The key is being prepared, preparing others, and having the conversation. Getting palliative care or hospice care early is crucial to understanding what to expect. This can avoid medicalized, over-treated death in the hospital. 80% of people want to die at home, yet only 20% get to. I really think this is starting to change as people become more aware of the gentler options.
Life is a continuum. You can either die at point Y, or you can die at point Z. There is a choice that can be made between quality of life vs. quantity of life when death is inevitable. I believe people deserve to be told the straight truth, to be given options, so they can decide for themselves how it is going down, if possible. This is the reason why everyone who doesn’t have a living will should stop reading this article and fill one out, so your loved ones don’t have to make these decisions for you.
Since becoming a doula, part of my legacy is talking to people and helping them become prepared and providing resources. I have created my advance directives and have even bought my natural burial spot at Larkspur Conservation. I sent the information to my children to take all the guesswork out of it, so their experience (and my experience) at the end can be the best it can be, for them and for me…and to open the frank conversation about what is coming for all of us.

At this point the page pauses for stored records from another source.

use std::sync::Arc;

use axum::{
    Form, Json, Router,
    extract::{Query, State},
    response::IntoResponse,
    routing::{get, post},
};
use serde::Deserialize;

use crate::{
    adapters::http::{
        app_state::AppState,
        auth::{ClientIp, RequireUserId},
    },
    app_error::AppResult,
    application::use_cases::payment::PaymentUseCases,
    infra::vnpay::PaymentParams,
};

pub fn router() -> Router<AppState> {
    Router::new()
        .route("/create-order", post(create_order))
        .route("/vnpay/create", post(create_vnpay_payment))
        .route(
            "/vnpay/callback",
            get(vnpay_callback_query).post(vnpay_callback_form),
        )
        .route("/vnpay/return", get(vnpay_return))
        .route("/my-orders", get(my_orders))
}

// ============================================================================
// Request Types
// ============================================================================

#[derive(Deserialize)]
#[serde(rename_all = "camelCase")]
struct CreateOrderPayload {
    pack_id: i64,
}

#[derive(Deserialize)]
#[serde(rename_all = "camelCase")]
struct CreatePaymentQuery {
    order_id: i64,
}

// ============================================================================
// Handlers
// ============================================================================

/// POST /api/payment/create-order
async fn create_order(
    State(app_state): State<AppState>,
    RequireUserId(user_id): RequireUserId,
    Json(payload): Json<CreateOrderPayload>,
) -> AppResult<impl IntoResponse> {
    let order = app_state
        .payment_use_cases
        .create_order(user_id, payload.pack_id)
        .await?;
    Ok(Json(order))
}

/// POST /api/payment/vnpay/create?orderId=
async fn create_vnpay_payment(
    State(app_state): State<AppState>,
    RequireUserId(user_id): RequireUserId,
    ClientIp(client_ip): ClientIp,
    Query(query): Query<CreatePaymentQuery>,
) -> AppResult<impl IntoResponse> {
    let redirect = app_state
        .payment_use_cases
        .create_vnpay_payment(query.order_id, user_id, &client_ip)
        .await?;
    Ok(Json(redirect))
}

/// GET /api/payment/vnpay/callback
/// Gateway IPN. Always 200 with a `RspCode` body.
async fn vnpay_callback_query(
    State(payments): State<Arc<PaymentUseCases>>,
    Query(params): Query<PaymentParams>,
) -> impl IntoResponse {
    Json(payments.handle_ipn(params).await)
}

/// POST /api/payment/vnpay/callback
async fn vnpay_callback_form(
    State(payments): State<Arc<PaymentUseCases>>,
    Form(params): Form<PaymentParams>,
) -> impl IntoResponse {
    Json(payments.handle_ipn(params).await)
}

/// GET /api/payment/vnpay/return
async fn vnpay_return(
    State(payments): State<Arc<PaymentUseCases>>,
    Query(params): Query<PaymentParams>,
) -> AppResult<impl IntoResponse> {
    let outcome = payments.handle_return(params)?;
    Ok(Json(outcome))
}

/// GET /api/payment/my-orders
async fn my_orders(
    State(app_state): State<AppState>,
    RequireUserId(user_id): RequireUserId,
) -> AppResult<impl IntoResponse> {
    let orders = app_state.payment_use_cases.list_orders(user_id).await?;
    Ok(Json(orders))
}

#[cfg(test)]
mod tests {
    use axum::{http::StatusCode, middleware};
    use axum_test::TestServer;

    use super::*;
    use crate::{
        adapters::http::middleware::auth_gate,
        domain::entities::{order_status::OrderStatus, role::Role},
        infra::vnpay::{SECURE_HASH_FIELD, canonicalize, hmac_sha512},
        test_utils::{TEST_HASH_SECRET, TestAppStateBuilder, create_test_order, create_test_pack},
    };

    fn build_test_router(app_state: AppState) -> Router<()> {
        Router::new()
            .nest("/api/payment", router())
            .layer(middleware::from_fn_with_state(app_state.clone(), auth_gate))
            .with_state(app_state)
    }

    fn signed_query(pairs: &[(&str, &str)]) -> PaymentParams {
        let mut params: PaymentParams = pairs
            .iter()
            .map(|(k, v)| (k.to_string(), v.to_string()))
            .collect();
        let sig = hmac_sha512(TEST_HASH_SECRET, &canonicalize(&params).hash_payload).unwrap();
        params.insert(SECURE_HASH_FIELD.to_string(), sig);
        params
    }

    fn owned_order() -> crate::application::use_cases::payment::OrderProfile {
        create_test_order(|o| {
            o.id = 42;
            o.user_id = 5;
            o.price_vnd = 99_000;
        })
    }

    // ========================================================================
    // POST /vnpay/create
    // ========================================================================

    #[tokio::test]
    async fn create_payment_requires_token() {
        let app_state = TestAppStateBuilder::new().with_order(owned_order()).build();
        let server = TestServer::new(build_test_router(app_state)).unwrap();

        let response = server.post("/api/payment/vnpay/create?orderId=42").await;

        assert_eq!(response.status_code(), StatusCode::UNAUTHORIZED);
    }

    #[tokio::test]
    async fn create_payment_returns_gateway_url() {
        let builder = TestAppStateBuilder::new().with_order(owned_order());
        let token = builder.token_for("buyer@lexicard.test", Role::User, 5);
        let server = TestServer::new(build_test_router(builder.build())).unwrap();

        let response = server
            .post("/api/payment/vnpay/create?orderId=42")
            .add_header("Authorization", format!("Bearer {token}"))
            .await;

        response.assert_status_ok();
        let body: serde_json::Value = response.json();
        assert_eq!(body["order_id"], 42);
        let url = body["payment_url"].as_str().unwrap();
        assert!(url.starts_with("https://sandbox.vnpayment.vn/paymentv2/vpcpay.html?"));
        assert!(url.contains("vnp_Amount=9900000"));
        // No peer address in tests; reported as loopback.
        assert!(url.contains("vnp_IpAddr=127.0.0.1"));
        assert!(url.contains("&vnp_SecureHash="));
    }

    #[tokio::test]
    async fn forwarded_ip_is_used_behind_trusted_proxy() {
        let builder = TestAppStateBuilder::new()
            .with_order(owned_order())
            .with_trust_proxy(true);
        let token = builder.token_for("buyer@lexicard.test", Role::User, 5);
        let server = TestServer::new(build_test_router(builder.build())).unwrap();

        let response = server
            .post("/api/payment/vnpay/create?orderId=42")
            .add_header("Authorization", format!("Bearer {token}"))
            .add_header("X-Forwarded-For", "203.0.113.7, 10.0.0.1")
            .await;

        response.assert_status_ok();
        let body: serde_json::Value = response.json();
        assert!(
            body["payment_url"]
                .as_str()
                .unwrap()
                .contains("vnp_IpAddr=203.0.113.7")
        );
    }

    #[tokio::test]
    async fn forwarded_ip_is_ignored_without_trusted_proxy() {
        let builder = TestAppStateBuilder::new().with_order(owned_order());
        let token = builder.token_for("buyer@lexicard.test", Role::User, 5);
        let server = TestServer::new(build_test_router(builder.build())).unwrap();

        let response = server
            .post("/api/payment/vnpay/create?orderId=42")
            .add_header("Authorization", format!("Bearer {token}"))
            .add_header("X-Forwarded-For", "203.0.113.7")
            .await;

        response.assert_status_ok();
        let body: serde_json::Value = response.json();
        assert!(!body["payment_url"].as_str().unwrap().contains("203.0.113.7"));
    }

    #[tokio::test]
    async fn create_payment_rejects_legacy_token() {
        let builder = TestAppStateBuilder::new().with_order(owned_order());
        let token = builder.legacy_token_for("buyer@lexicard.test", Role::User);
        let server = TestServer::new(build_test_router(builder.build())).unwrap();

        let response = server
            .post("/api/payment/vnpay/create?orderId=42")
            .add_header("Authorization", format!("Bearer {token}"))
            .await;

        assert_eq!(response.status_code(), StatusCode::UNAUTHORIZED);
    }

    #[tokio::test]
    async fn create_payment_for_foreign_order_is_forbidden() {
        let builder = TestAppStateBuilder::new().with_order(owned_order());
        let token = builder.token_for("intruder@lexicard.test", Role::User, 6);
        let server = TestServer::new(build_test_router(builder.build())).unwrap();

        let response = server
            .post("/api/payment/vnpay/create?orderId=42")
            .add_header("Authorization", format!("Bearer {token}"))
            .await;

        assert_eq!(response.status_code(), StatusCode::FORBIDDEN);
    }

    #[tokio::test]
    async fn tampered_token_is_rejected() {
        let builder = TestAppStateBuilder::new().with_order(owned_order());
        let token = builder.token_for("buyer@lexicard.test", Role::User, 5);
        let server = TestServer::new(build_test_router(builder.build())).unwrap();

        let response = server
            .post("/api/payment/vnpay/create?orderId=42")
            .add_header("Authorization", format!("Bearer {token}x"))
            .await;

        assert_eq!(response.status_code(), StatusCode::UNAUTHORIZED);
    }

    // ========================================================================
    // Gateway callbacks
    // ========================================================================

    #[tokio::test]
    async fn ipn_is_public_and_confirms_payment() {
        let app_state = TestAppStateBuilder::new().with_order(owned_order()).build();
        let server = TestServer::new(build_test_router(app_state)).unwrap();
        let params = signed_query(&[
            ("vnp_TxnRef", "42_00000001"),
            ("vnp_Amount", "9900000"),
            ("vnp_ResponseCode", "00"),
            ("vnp_OrderInfo", "Thanh toan don hang 42"),
        ]);

        let response = server
            .get("/api/payment/vnpay/callback")
            .add_query_params(&params)
            .await;

        response.assert_status_ok();
        let body: serde_json::Value = response.json();
        assert_eq!(body["RspCode"], "00");
        assert_eq!(body["Message"], "Confirm Success");
    }

    #[tokio::test]
    async fn ipn_post_form_is_accepted() {
        let app_state = TestAppStateBuilder::new().with_order(owned_order()).build();
        let server = TestServer::new(build_test_router(app_state)).unwrap();
        let params = signed_query(&[
            ("vnp_TxnRef", "42"),
            ("vnp_Amount", "9900000"),
            ("vnp_ResponseCode", "00"),
        ]);

        let response = server
            .post("/api/payment/vnpay/callback")
            .form(&params)
            .await;

        response.assert_status_ok();
        let body: serde_json::Value = response.json();
        assert_eq!(body["RspCode"], "00");
    }

    #[tokio::test]
    async fn ipn_with_bad_signature_answers_97_with_200() {
        let app_state = TestAppStateBuilder::new().with_order(owned_order()).build();
        let server = TestServer::new(build_test_router(app_state)).unwrap();

        let response = server
            .get("/api/payment/vnpay/callback")
            .add_query_param("vnp_TxnRef", "42")
            .add_query_param("vnp_Amount", "9900000")
            .add_query_param("vnp_SecureHash", "deadbeef")
            .await;

        response.assert_status_ok();
        let body: serde_json::Value = response.json();
        assert_eq!(body["RspCode"], "97");
    }

    #[tokio::test]
    async fn return_reports_outcome() {
        let app_state = TestAppStateBuilder::new().with_order(owned_order()).build();
        let server = TestServer::new(build_test_router(app_state)).unwrap();
        let params = signed_query(&[
            ("vnp_TxnRef", "42"),
            ("vnp_Amount", "9900000"),
            ("vnp_ResponseCode", "24"),
        ]);

        let response = server
            .get("/api/payment/vnpay/return")
            .add_query_params(&params)
            .await;

        response.assert_status_ok();
        let body: serde_json::Value = response.json();
        assert_eq!(body["verified"], true);
        assert_eq!(body["success"], false);
        assert_eq!(body["order_id"], 42);
    }

    // ========================================================================
    // Orders
    // ========================================================================

    #[tokio::test]
    async fn create_order_then_list() {
        let builder = TestAppStateBuilder::new();
        let token = builder.token_for("buyer@lexicard.test", Role::User, 5);
        let server = TestServer::new(build_test_router(builder.build())).unwrap();

        let created = server
            .post("/api/payment/create-order")
            .add_header("Authorization", format!("Bearer {token}"))
            .json(&serde_json::json!({ "packId": 1 }))
            .await;
        created.assert_status_ok();
        let order: serde_json::Value = created.json();
        assert_eq!(order["status"], OrderStatus::Pending.as_ref());

        let listed = server
            .get("/api/payment/my-orders")
            .add_header("Authorization", format!("Bearer {token}"))
            .await;
        listed.assert_status_ok();
        let orders: Vec<serde_json::Value> = listed.json();
        assert_eq!(orders.len(), 1);
        assert_eq!(orders[0]["user_id"], 5);
    }

    #[tokio::test]
    async fn create_order_uses_pack_price() {
        let builder = TestAppStateBuilder::new().with_pack(create_test_pack(|p| {
            p.id = 3;
            p.price_vnd = 249_000;
        }));
        let token = builder.token_for("buyer@lexicard.test", Role::User, 5);
        let server = TestServer::new(build_test_router(builder.build())).unwrap();

        let response = server
            .post("/api/payment/create-order")
            .add_header("Authorization", format!("Bearer {token}"))
            .json(&serde_json::json!({ "packId": 3 }))
            .await;

        response.assert_status_ok();
        let body: serde_json::Value = response.json();
        assert_eq!(body["price_vnd"], 249_000);
        assert_eq!(body["pack_id"], 3);
    }

    #[tokio::test]
    async fn create_order_for_unknown_pack_is_404() {
        let builder = TestAppStateBuilder::new();
        let token = builder.token_for("buyer@lexicard.test", Role::User, 5);
        let server = TestServer::new(build_test_router(builder.build())).unwrap();

        let response = server
            .post("/api/payment/create-order")
            .add_header("Authorization", format!("Bearer {token}"))
            .json(&serde_json::json!({ "packId": 999 }))
            .await;

        assert_eq!(response.status_code(), StatusCode::NOT_FOUND);
    }
}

My jewelry line, and designs, are another legacy. I’ve been able to use them to do some charitable work in my community and support young women in business and artisans in the community. Aside from my children, these are my legacies.
What else do you want to share about this?
I encourage everyone to come to Alive and volunteer. There is nothing to be afraid of at all. There is so much fear surrounding death. Alive is the opposite of scary. It is loving, compassionate, and wonderful, and volunteers are treasured and so appreciated by the families.